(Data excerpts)

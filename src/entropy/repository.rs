use std::path::{Path, PathBuf};

use anyhow::{Context, Error};
use log::debug;
use sqlite::{Connection, OpenFlags, State};

use osutils::{arch::SystemArchitecture, path::join_relative};
use sabayon_api::constants::{ENTROPY_CLIENT_DATABASE_DIR, ENTROPY_CLIENT_DATABASE_FILENAME};

use super::ContentType;

pub type PackageId = i64;

/// A package recorded in an installed-packages repository.
#[derive(Debug, Clone, PartialEq, Eq)]
pub struct InstalledPackage {
    pub id: PackageId,
    pub atom: String,
    /// `category/name`
    pub key: String,
    pub slot: String,
}

/// Read access to an Entropy client database (`equo.db`): the record of the
/// packages installed in a system root.
pub struct InstalledRepository {
    path: PathBuf,
    db: Connection,
}

impl InstalledRepository {
    /// Location of the client database inside `root` for the running
    /// architecture.
    pub fn path_in(root: impl AsRef<Path>) -> PathBuf {
        join_relative(root, ENTROPY_CLIENT_DATABASE_DIR)
            .join(SystemArchitecture::current().entropy_name())
            .join(ENTROPY_CLIENT_DATABASE_FILENAME)
    }

    /// Open the client database of the system at `root`.
    pub fn open_in(root: impl AsRef<Path>) -> Result<Self, Error> {
        Self::open(Self::path_in(root))
    }

    /// Open a client database read-only.
    pub fn open(path: impl AsRef<Path>) -> Result<Self, Error> {
        let path = path.as_ref();
        if !path.is_file() {
            anyhow::bail!("Entropy repository '{}' does not exist", path.display());
        }
        debug!("Opening Entropy repository '{}'", path.display());
        let db = Connection::open_with_flags(path, OpenFlags::new().with_read_only())
            .context(format!("Failed to open Entropy repository '{}'", path.display()))?;
        Ok(Self {
            path: path.to_owned(),
            db,
        })
    }

    pub fn path(&self) -> &Path {
        &self.path
    }

    /// Ids of the packages matching `dependency`, either a `category/name`
    /// key or a bare package name.
    pub fn match_package(&self, dependency: &str) -> Result<Vec<PackageId>, Error> {
        let mut statement = match dependency.split_once('/') {
            Some((category, name)) => {
                let mut statement = self
                    .db
                    .prepare(
                        "SELECT idpackage FROM baseinfo WHERE category = ? AND name = ? \
                         ORDER BY idpackage",
                    )
                    .context("Failed to prepare package match")?;
                statement.bind((1, category))?;
                statement.bind((2, name))?;
                statement
            }
            None => {
                let mut statement = self
                    .db
                    .prepare("SELECT idpackage FROM baseinfo WHERE name = ? ORDER BY idpackage")
                    .context("Failed to prepare package match")?;
                statement.bind((1, dependency))?;
                statement
            }
        };

        let mut ids = Vec::new();
        while let State::Row = statement.next()? {
            ids.push(statement.read::<i64, _>(0)?);
        }
        Ok(ids)
    }

    /// Packages of the `category/prefix-*` family, e.g. every
    /// `kde-base/kde-l10n-*`. Returns the package ids paired with the suffix
    /// after `prefix-`.
    pub fn match_family(&self, family: &str) -> Result<Vec<(PackageId, String)>, Error> {
        let (category, prefix) = family
            .split_once('/')
            .context(format!("Package family '{family}' has no category"))?;

        let mut statement = self
            .db
            .prepare(
                "SELECT idpackage, name FROM baseinfo WHERE category = ? AND name LIKE ? \
                 ORDER BY idpackage",
            )
            .context("Failed to prepare package family match")?;
        statement.bind((1, category))?;
        statement.bind((2, format!("{prefix}-%").as_str()))?;

        let mut matches = Vec::new();
        while let State::Row = statement.next()? {
            let id = statement.read::<i64, _>(0)?;
            let name = statement.read::<String, _>(1)?;
            if let Some(suffix) = name.strip_prefix(prefix).and_then(|s| s.strip_prefix('-')) {
                matches.push((id, suffix.to_string()));
            }
        }
        Ok(matches)
    }

    pub fn atom(&self, id: PackageId) -> Result<Option<String>, Error> {
        let mut statement = self
            .db
            .prepare("SELECT atom FROM baseinfo WHERE idpackage = ?")
            .context("Failed to prepare atom lookup")?;
        statement.bind((1, id))?;
        match statement.next()? {
            State::Row => Ok(Some(statement.read::<String, _>(0)?)),
            State::Done => Ok(None),
        }
    }

    /// Files, directories and links owned by a package.
    pub fn content(&self, id: PackageId) -> Result<Vec<(String, ContentType)>, Error> {
        let mut statement = self
            .db
            .prepare("SELECT file, type FROM content WHERE idpackage = ? ORDER BY file")
            .context("Failed to prepare content lookup")?;
        statement.bind((1, id))?;

        let mut content = Vec::new();
        while let State::Row = statement.next()? {
            let file = statement.read::<String, _>(0)?;
            let kind = statement.read::<String, _>(1)?;
            content.push((file, ContentType::from(kind.as_str())));
        }
        Ok(content)
    }

    /// Whether any installed package owns `path`.
    pub fn is_file_available(&self, path: &str) -> Result<bool, Error> {
        let mut statement = self
            .db
            .prepare("SELECT 1 FROM content WHERE file = ? LIMIT 1")
            .context("Failed to prepare content lookup")?;
        statement.bind((1, path))?;
        Ok(statement.next()? == State::Row)
    }

    /// All installed packages, ordered by atom.
    pub fn list_packages(&self) -> Result<Vec<InstalledPackage>, Error> {
        let mut statement = self
            .db
            .prepare(
                "SELECT idpackage, atom, category, name, slot FROM baseinfo ORDER BY atom",
            )
            .context("Failed to prepare package listing")?;

        let mut packages = Vec::new();
        while let State::Row = statement.next()? {
            packages.push(InstalledPackage {
                id: statement.read::<i64, _>(0)?,
                atom: statement.read::<String, _>(1)?,
                key: format!(
                    "{}/{}",
                    statement.read::<String, _>(2)?,
                    statement.read::<String, _>(3)?
                ),
                slot: statement.read::<String, _>(4)?,
            });
        }
        Ok(packages)
    }

    /// System packages are part of the base system and must never be
    /// removed.
    pub fn is_system_package(&self, id: PackageId) -> Result<bool, Error> {
        let mut statement = self
            .db
            .prepare("SELECT 1 FROM systempackages WHERE idpackage = ? LIMIT 1")
            .context("Failed to prepare system package lookup")?;
        statement.bind((1, id))?;
        Ok(statement.next()? == State::Row)
    }
}

#[cfg(test)]
pub(crate) mod test_utils {
    use super::*;

    /// A package to seed a test repository with.
    pub(crate) struct TestPackage<'a> {
        pub id: PackageId,
        pub category: &'a str,
        pub name: &'a str,
        pub version: &'a str,
        pub slot: &'a str,
        pub system: bool,
        pub content: &'a [(&'a str, &'a str)],
    }

    impl<'a> TestPackage<'a> {
        pub(crate) fn new(id: PackageId, category: &'a str, name: &'a str) -> Self {
            Self {
                id,
                category,
                name,
                version: "1.0",
                slot: "0",
                system: false,
                content: &[],
            }
        }

        pub(crate) fn with_content(self, content: &'a [(&'a str, &'a str)]) -> Self {
            Self { content, ..self }
        }

        pub(crate) fn system(self) -> Self {
            Self {
                system: true,
                ..self
            }
        }
    }

    /// Creates an Entropy client database at `path` with the given packages.
    pub(crate) fn create_repository(path: &Path, packages: &[TestPackage]) {
        std::fs::create_dir_all(path.parent().unwrap()).unwrap();
        let db = sqlite::open(path).unwrap();
        db.execute(
            "CREATE TABLE baseinfo (
                idpackage INTEGER PRIMARY KEY,
                atom VARCHAR,
                category VARCHAR,
                name VARCHAR,
                version VARCHAR,
                slot VARCHAR
            );
            CREATE TABLE content (idpackage INTEGER, file VARCHAR, type VARCHAR);
            CREATE TABLE systempackages (idpackage INTEGER PRIMARY KEY);",
        )
        .unwrap();

        for package in packages {
            let mut statement = db
                .prepare("INSERT INTO baseinfo VALUES (?, ?, ?, ?, ?, ?)")
                .unwrap();
            let atom = format!("{}/{}-{}", package.category, package.name, package.version);
            statement.bind((1, package.id)).unwrap();
            statement.bind((2, atom.as_str())).unwrap();
            statement.bind((3, package.category)).unwrap();
            statement.bind((4, package.name)).unwrap();
            statement.bind((5, package.version)).unwrap();
            statement.bind((6, package.slot)).unwrap();
            statement.next().unwrap();

            for (file, kind) in package.content {
                let mut statement = db.prepare("INSERT INTO content VALUES (?, ?, ?)").unwrap();
                statement.bind((1, package.id)).unwrap();
                statement.bind((2, *file)).unwrap();
                statement.bind((3, *kind)).unwrap();
                statement.next().unwrap();
            }

            if package.system {
                let mut statement = db
                    .prepare("INSERT INTO systempackages VALUES (?)")
                    .unwrap();
                statement.bind((1, package.id)).unwrap();
                statement.next().unwrap();
            }
        }
    }
}

#[cfg(test)]
mod tests {
    use super::{test_utils::*, *};

    use tempfile::tempdir;

    fn sample_repository(root: &Path) -> InstalledRepository {
        let path = InstalledRepository::path_in(root);
        create_repository(
            &path,
            &[
                TestPackage::new(1, "sys-apps", "baselayout")
                    .system()
                    .with_content(&[("/etc", "dir"), ("/etc/hosts", "obj")]),
                TestPackage::new(2, "app-admin", "anaconda")
                    .with_content(&[("/usr/lib64/anaconda", "dir"), ("/usr/bin/anaconda", "obj")]),
                TestPackage::new(3, "kde-base", "kde-l10n-it"),
                TestPackage::new(4, "kde-base", "kde-l10n-de"),
                TestPackage::new(5, "kde-base", "kde-l10n-meta"),
                TestPackage::new(6, "kde-base", "kdelibs"),
            ],
        );
        InstalledRepository::open(path).unwrap()
    }

    #[test]
    fn test_open_missing() {
        let dir = tempdir().unwrap();
        assert!(InstalledRepository::open_in(dir.path()).is_err());
    }

    #[test]
    fn test_match_package() {
        let dir = tempdir().unwrap();
        let repo = sample_repository(dir.path());

        assert_eq!(repo.match_package("app-admin/anaconda").unwrap(), vec![2]);
        assert_eq!(repo.match_package("anaconda").unwrap(), vec![2]);
        assert!(repo.match_package("dev-util/anaconda").unwrap().is_empty());
        assert!(repo.match_package("libselinux").unwrap().is_empty());
        assert_eq!(repo.atom(2).unwrap(), Some("app-admin/anaconda-1.0".into()));
        assert_eq!(repo.atom(42).unwrap(), None);
    }

    #[test]
    fn test_match_family() {
        let dir = tempdir().unwrap();
        let repo = sample_repository(dir.path());

        assert_eq!(
            repo.match_family("kde-base/kde-l10n").unwrap(),
            vec![(3, "it".into()), (4, "de".into()), (5, "meta".into())]
        );
        assert!(repo.match_family("app-dicts/myspell").unwrap().is_empty());
        assert!(repo.match_family("no-category").is_err());
    }

    #[test]
    fn test_content() {
        let dir = tempdir().unwrap();
        let repo = sample_repository(dir.path());

        assert_eq!(
            repo.content(2).unwrap(),
            vec![
                ("/usr/bin/anaconda".to_string(), ContentType::Obj),
                ("/usr/lib64/anaconda".to_string(), ContentType::Dir),
            ]
        );
        assert!(repo.is_file_available("/etc/hosts").unwrap());
        assert!(!repo.is_file_available("/etc/passwd").unwrap());
    }

    #[test]
    fn test_list_packages_and_system() {
        let dir = tempdir().unwrap();
        let repo = sample_repository(dir.path());

        let packages = repo.list_packages().unwrap();
        let atoms: Vec<_> = packages.iter().map(|p| p.atom.as_str()).collect();
        assert_eq!(
            atoms,
            vec![
                "app-admin/anaconda-1.0",
                "kde-base/kde-l10n-de-1.0",
                "kde-base/kde-l10n-it-1.0",
                "kde-base/kde-l10n-meta-1.0",
                "kde-base/kdelibs-1.0",
                "sys-apps/baselayout-1.0",
            ]
        );
        assert_eq!(packages[0].key, "app-admin/anaconda");
        assert_eq!(packages[0].slot, "0");

        assert!(repo.is_system_package(1).unwrap());
        assert!(!repo.is_system_package(2).unwrap());
    }
}
impl Subsystem for LiveCopySubsystem {
    fn name(&self) -> &'static str {
        "live-copy"
    }

    #[tracing::instrument(name = "live_copy_prepare", skip_all)]
    fn prepare(&mut self, ctx: &EngineContext) -> Result<(), InstallerError> {
        if ctx.is_recovery() {
            debug!("Recovering an existing installation, nothing to copy");
            return Ok(());
        }

        let live_path = ctx.live_repository_path();
        let live_repository = InstalledRepository::open(&live_path).structured(
            InitializationError::OpenLiveRepository {
                path: live_path.display().to_string(),
            },
        )?;

        ctx.progress.set_text("Generating list of files to copy");
        self.packages_to_remove = packages_to_remove(&live_repository, &ctx.config)
            .structured(ServicingError::BuildContentIndex)?;

        let mut index = ContentIndex::create(&ctx.content_index_path)
            .structured(ServicingError::BuildContentIndex)?;
        build_content_index(
            &live_repository,
            &mut index,
            &self.packages_to_remove,
            &ctx.progress,
        )
        .structured(ServicingError::BuildContentIndex)?;
        Ok(())
    }

    #[tracing::instrument(name = "live_copy_provision", skip_all)]
    fn provision(&mut self, ctx: &EngineContext) -> Result<(), InstallerError> {
        let index = ContentIndex::open(&ctx.content_index_path)
            .structured(ServicingError::CopyLiveImage)?;

        ctx.progress.set_label("Installing Sabayon onto hard drive.");
        let monitor = match used_space(ctx.live_root()).and_then(|expected| {
            DiskUsageMonitor::start(ctx.progress.clone(), ctx.target(), expected)
        }) {
            Ok(monitor) => Some(monitor),
            Err(e) => {
                warn!("Copy progress will not be estimated: {e:?}");
                None
            }
        };
        let copied = copy_live_image(ctx.live_root(), ctx.target(), &index, &ctx.progress);
        drop(monitor);
        let copied = copied.structured(ServicingError::CopyLiveImage)?;
        info!("Copied {copied} files into '{}'", ctx.target().display());
        Ok(())
    }

    /// Package removal runs equo in the target, so it waits for the special
    /// directories to be mounted.
    #[tracing::instrument(name = "live_copy_configure", skip_all)]
    fn configure(&mut self, ctx: &EngineContext) -> Result<(), InstallerError> {
        let index = ContentIndex::open(&ctx.content_index_path)
            .structured(ServicingError::PruneDirectories)?;

        let live_repository = InstalledRepository::open(ctx.live_repository_path())
            .structured(ServicingError::RemovePackages)?;
        remove_unwanted_packages(
            ctx.packages.as_ref(),
            &live_repository,
            &self.packages_to_remove,
            &ctx.progress,
        )
        .structured(ServicingError::RemovePackages)?;

        let target_repository = InstalledRepository::open_in(ctx.target())
            .structured(ServicingError::PruneDirectories)?;
        prune_directories(ctx.target(), &index, &target_repository)
            .structured(ServicingError::PruneDirectories)?;

        write_install_base_set(ctx.target(), &target_repository).structured(
            ServicingError::WritePackageSet {
                name: INSTALL_BASE_SET.into(),
            },
        )?;

        if let Err(e) = index.destroy() {
            warn!("Failed to remove the content index: {e:?}");
        }
        ctx.progress.set_text("Installation complete");
        Ok(())
    }
}

/// Whether a language pack suffix (`it`, `pt_BR`, `en-GB`) serves the
/// configured language.
fn is_wanted_language(suffix: &str, config: &InstallConfig) -> bool {
    suffix == config.language_code()
        || suffix
            .replace('-', "_")
            .eq_ignore_ascii_case(config.locale())
}

/// Packages of the live image that are not installed on the target: the
/// installer itself and the language packs of other languages. System
/// packages are never removed.
pub fn packages_to_remove(
    repository: &InstalledRepository,
    config: &InstallConfig,
) -> Result<Vec<PackageId>, Error> {
    let mut packages: Vec<PackageId> = repository
        .match_package(INSTALLER_PACKAGE)?
        .into_iter()
        .take(1)
        .collect();

    if config.packages.remove_language_packs {
        for family in LANGUAGE_PACK_FAMILIES {
            for (id, suffix) in repository.match_family(family)? {
                if is_wanted_language(&suffix, config) {
                    trace!("Keeping {family}-{suffix}");
                    continue;
                }
                if repository.is_system_package(id)? {
                    debug!("Not removing system package {family}-{suffix}");
                    continue;
                }
                if !packages.contains(&id) {
                    packages.push(id);
                }
            }
        }
    }

    debug!("{} package(s) will not be installed", packages.len());
    Ok(packages)
}

/// Content is recorded by its multilib-less path, the live image carries
/// `/usr/lib64` and `/lib64` as links.
fn strip_lib64(path: &str) -> String {
    if path.contains("/usr/lib64") {
        path.replace("/usr/lib64", "/usr/lib")
    } else if path.contains("/lib64") {
        path.replace("/lib64", "/lib")
    } else {
        path.to_string()
    }
}

/// Record the files and directories of `packages` in `index`.
pub fn build_content_index(
    repository: &InstalledRepository,
    index: &mut ContentIndex,
    packages: &[PackageId],
    progress: &Progress,
) -> Result<(), Error> {
    for (current, id) in packages.iter().enumerate() {
        for (file, kind) in repository.content(*id)? {
            if matches!(kind, ContentType::Dir | ContentType::Obj) {
                index.add(&strip_lib64(&file), kind)?;
            }
        }
        progress.set_fraction((current + 1) as f64 / packages.len() as f64);
    }

    index.commit()?;
    index.create_indexes()?;
    debug!("Content index holds {} entries", index.len()?);
    Ok(())
}

fn is_loop_or_missing(e: &io::Error) -> bool {
    matches!(e.raw_os_error(), Some(libc::ELOOP) | Some(libc::ENOENT))
}

fn set_times(path: &Path, accessed: SystemTime, modified: SystemTime) -> io::Result<()> {
    File::open(path)?.set_times(FileTimes::new().set_accessed(accessed).set_modified(modified))
}

/// Copy a regular file with its owner, mode and timestamps.
fn copy_regular(from: &Path, to: &Path) -> io::Result<()> {
    let metadata = fs::metadata(from)?;
    fs::copy(from, to)?;
    chown(to, Some(metadata.uid()), Some(metadata.gid()))?;
    fs::set_permissions(to, metadata.permissions())?;
    set_times(to, metadata.accessed()?, metadata.modified()?)
}

/// Copy anything else through `cp -a`. Failures are logged.
fn copy_other(from: &Path, to: &Path) {
    if let Err(e) = Dependency::Cp
        .cmd()
        .with_arg("-a")
        .with_arg(from)
        .with_arg(to)
        .run_and_check()
    {
        warn!("Failed to copy '{}': {e}", from.display());
    }
}

fn copy_symlink(from: &Path, to: &Path) -> io::Result<()> {
    let link = fs::read_link(from)?;
    if fs::symlink_metadata(to).is_ok_and(|m| !m.is_dir()) {
        fs::remove_file(to)?;
    }
    symlink(link, to)
}

/// Clear what stands in the way of a directory at `to`: a broken link or a
/// plain file.
fn clear_directory_path(to: &Path) -> io::Result<()> {
    if let Ok(metadata) = fs::symlink_metadata(to) {
        if (metadata.file_type().is_symlink() && !to.exists()) || metadata.is_file() {
            trace!("Removing '{}' in the way of a directory", to.display());
            fs::remove_file(to)?;
        }
    }
    Ok(())
}

/// Directory timestamps to restore once every entry has been written.
type DirectoryTimes = Vec<(PathBuf, SystemTime, SystemTime)>;

fn copy_directory(from: &Path, to: &Path, times: &mut DirectoryTimes) -> io::Result<()> {
    clear_directory_path(to)?;
    if !to.is_dir() {
        fs::create_dir_all(to)?;
    }
    if fs::symlink_metadata(to)?.file_type().is_symlink() {
        return Ok(());
    }

    let metadata = fs::metadata(from)?;
    chown(to, Some(metadata.uid()), Some(metadata.gid()))?;
    fs::set_permissions(to, metadata.permissions())?;
    times.push((to.to_owned(), metadata.accessed()?, metadata.modified()?));
    Ok(())
}

/// A live directory that is a link is copied as a link, unless the target
/// already has a real directory there.
fn copy_directory_link(from: &Path, to: &Path) -> io::Result<()> {
    clear_directory_path(to)?;
    if to.is_dir() {
        return Ok(());
    }
    copy_symlink(from, to)
}

/// Copy the live image at `live_root` into `target`, skipping the files
/// recorded in `index`. Returns the number of files copied.
pub fn copy_live_image(
    live_root: &Path,
    target: &Path,
    index: &ContentIndex,
    progress: &Progress,
) -> Result<usize, Error> {
    let total = WalkDir::new(live_root)
        .min_depth(1)
        .into_iter()
        .filter_map(Result::ok)
        .filter(|entry| !entry.file_type().is_dir())
        .count();
    info!(
        "Copying {total} files from '{}' to '{}'",
        live_root.display(),
        target.display()
    );

    let mut directory_times = DirectoryTimes::new();
    let mut current = 0;
    let mut copied = 0;
    let mut walker = WalkDir::new(live_root)
        .min_depth(1)
        .follow_links(false)
        .sort_by_file_name()
        .into_iter();
    while let Some(entry) = walker.next().transpose()? {
        let relative = entry
            .path()
            .strip_prefix(live_root)
            .context("Walked outside of the live image")?;
        let from = entry.path();
        let to = target.join(relative);
        let file_type = entry.file_type();

        if file_type.is_dir() {
            copy_directory(from, &to, &mut directory_times)
                .context(format!("Failed to create directory '{}'", to.display()))?;
            continue;
        }
        if file_type.is_symlink() && from.is_dir() {
            copy_directory_link(from, &to)
                .context(format!("Failed to link directory '{}'", to.display()))?;
            continue;
        }

        current += 1;
        if current % PROGRESS_INTERVAL == 0 {
            progress.set_text(format!("Copying files ({current}/{total})"));
        }

        let absolute = Path::new("/").join(relative);
        let absolute = absolute.to_string_lossy();
        if SKIPPED_FILES.contains(&absolute.as_ref()) {
            trace!("Skipping '{absolute}'");
            continue;
        }
        match index.contains(&absolute) {
            Ok(true) => continue,
            Ok(false) => (),
            Err(e) => warn!("Failed to look up '{absolute}' in the content index: {e:?}"),
        }

        if file_type.is_file() {
            match copy_regular(from, &to) {
                Ok(()) => (),
                Err(e) if is_loop_or_missing(&e) => copy_other(from, &to),
                Err(e) => {
                    return Err(e).context(format!("Failed to copy '{}'", from.display()))
                }
            }
        } else if file_type.is_symlink() {
            copy_symlink(from, &to)
                .context(format!("Failed to copy link '{}'", from.display()))?;
        } else {
            copy_other(from, &to);
        }
        copied += 1;
    }

    for (path, accessed, modified) in directory_times {
        if let Err(e) = set_times(&path, accessed, modified) {
            debug!("Failed to set timestamps of '{}': {e}", path.display());
        }
    }
    progress.set_text(format!("Copying files ({total}/{total})"));
    Ok(copied)
}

■ Problem requirements ■
Up to and including the line with "pub fn path_in(root: impl", restate the records above word for word from the very first line.

■ Output for this exercise ■
filename src/entropy/repository.rs
use std::path::{Path, PathBuf};

use anyhow::{Context, Error};
use log::debug;
use sqlite::{Connection, OpenFlags, State};

use osutils::{arch::SystemArchitecture, path::join_relative};
use sabayon_api::constants::{ENTROPY_CLIENT_DATABASE_DIR, ENTROPY_CLIENT_DATABASE_FILENAME};

use super::ContentType;

pub type PackageId = i64;

/// A package recorded in an installed-packages repository.
#[derive(Debug, Clone, PartialEq, Eq)]
pub struct InstalledPackage {
    pub id: PackageId,
    pub atom: String,
    /// `category/name`
    pub key: String,
    pub slot: String,
}

/// Read access to an Entropy client database (`equo.db`): the record of the
/// packages installed in a system root.
pub struct InstalledRepository {
    path: PathBuf,
    db: Connection,
}

impl InstalledRepository {
    /// Location of the client database inside `root` for the running
    /// architecture.
    pub fn path_in(root: impl AsRef<Path>) -> PathBuf {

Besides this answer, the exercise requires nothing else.